__Task instructions__: The records below are to be repeated in full, exactly as they are.
_ _ _ _ _
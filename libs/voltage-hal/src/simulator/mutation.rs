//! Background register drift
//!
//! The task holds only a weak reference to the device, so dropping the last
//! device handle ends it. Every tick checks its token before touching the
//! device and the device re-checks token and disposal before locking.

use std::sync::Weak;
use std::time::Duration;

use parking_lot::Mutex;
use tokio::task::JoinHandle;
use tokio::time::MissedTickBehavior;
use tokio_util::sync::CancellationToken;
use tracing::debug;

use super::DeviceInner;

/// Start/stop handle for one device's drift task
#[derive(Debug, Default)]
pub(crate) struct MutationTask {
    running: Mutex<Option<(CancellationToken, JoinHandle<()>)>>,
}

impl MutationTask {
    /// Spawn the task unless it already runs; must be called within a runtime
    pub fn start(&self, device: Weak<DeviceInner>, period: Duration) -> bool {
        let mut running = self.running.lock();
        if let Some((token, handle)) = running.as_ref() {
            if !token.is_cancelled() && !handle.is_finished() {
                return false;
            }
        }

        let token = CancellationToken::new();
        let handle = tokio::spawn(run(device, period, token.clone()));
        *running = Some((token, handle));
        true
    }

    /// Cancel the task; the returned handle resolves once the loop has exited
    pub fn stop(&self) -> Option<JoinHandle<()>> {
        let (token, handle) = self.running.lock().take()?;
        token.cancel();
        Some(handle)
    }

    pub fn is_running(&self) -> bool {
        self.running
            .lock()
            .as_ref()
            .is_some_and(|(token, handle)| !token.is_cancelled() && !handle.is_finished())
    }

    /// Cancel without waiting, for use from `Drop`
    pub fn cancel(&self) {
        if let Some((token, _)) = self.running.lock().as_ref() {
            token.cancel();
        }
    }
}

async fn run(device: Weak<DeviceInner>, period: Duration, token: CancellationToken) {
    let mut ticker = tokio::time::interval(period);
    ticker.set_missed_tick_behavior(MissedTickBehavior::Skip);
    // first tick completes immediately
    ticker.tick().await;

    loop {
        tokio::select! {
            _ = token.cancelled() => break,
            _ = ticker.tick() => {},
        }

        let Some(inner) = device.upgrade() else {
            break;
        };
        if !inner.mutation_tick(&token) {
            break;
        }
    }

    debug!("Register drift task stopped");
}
_ _ _ _ _
__Response to the task__:
filename libs/voltage-hal/src/simulator/mutation.rs
//! Background register drift
//!
//! The task holds only a weak reference to the device, so dropping the last
//! device handle ends it. Every tick checks its token before touching the
//! device and the device re-checks token and disposal before locking.

use std::sync::Weak;
use std::time::Duration;

use parking_lot::Mutex;
use tokio::task::JoinHandle;
use tokio::time::MissedTickBehavior;
use tokio_util::sync::CancellationToken;
use tracing::debug;

use super::DeviceInner;

/// Start/stop handle for one device's drift task
#[derive(Debug, Default)]
pub(crate) struct MutationTask {
    running: Mutex<Option<(CancellationToken, JoinHandle<()>)>>,
}

impl MutationTask {
    /// Spawn the task unless it already runs; must be called within a runtime
    pub fn start(&self, device: Weak<DeviceInner>, period: Duration) -> bool {
        let mut running = self.running.lock();
        if let Some((token, handle)) = running.as_ref() {
            if !token.is_cancelled() && !handle.is_finished() {
                return false;
            }
        }

        let token = CancellationToken::new();
        let handle = tokio::spawn(run(device, period, token.clone()));
        *running = Some((token, handle));
        true
    }

    /// Cancel the task; the returned handle resolves once the loop has exited
    pub fn stop(&self) -> Option<JoinHandle<()>> {
        let (token, handle) = self.running.lock().take()?;
        token.cancel();
        Some(handle)
    }

    pub fn is_running(&self) -> bool {
        self.running
            .lock()
            .as_ref()
            .is_some_and(|(token, handle)| !token.is_cancelled() && !handle.is_finished())
    }

    /// Cancel without waiting, for use from `Drop`
    pub fn cancel(&self) {
        if let Some((token, _)) = self.running.lock().as_ref() {
            token.cancel();
        }
    }
}

async fn run(device: Weak<DeviceInner>, period: Duration, token: CancellationToken) {
    let mut ticker = tokio::time::interval(period);
    ticker.set_missed_tick_behavior(MissedTickBehavior::Skip);
    // first tick completes immediately
    ticker.tick().await;

    loop {
        tokio::select! {
            _ = token.cancelled() => break,
            _ = ticker.tick() => {},
        }

        let Some(inner) = device.upgrade() else {
            break;
        };
        if !inner.mutation_tick(&token) {
            break;
        }
    }

    debug!("Register drift task stopped");
}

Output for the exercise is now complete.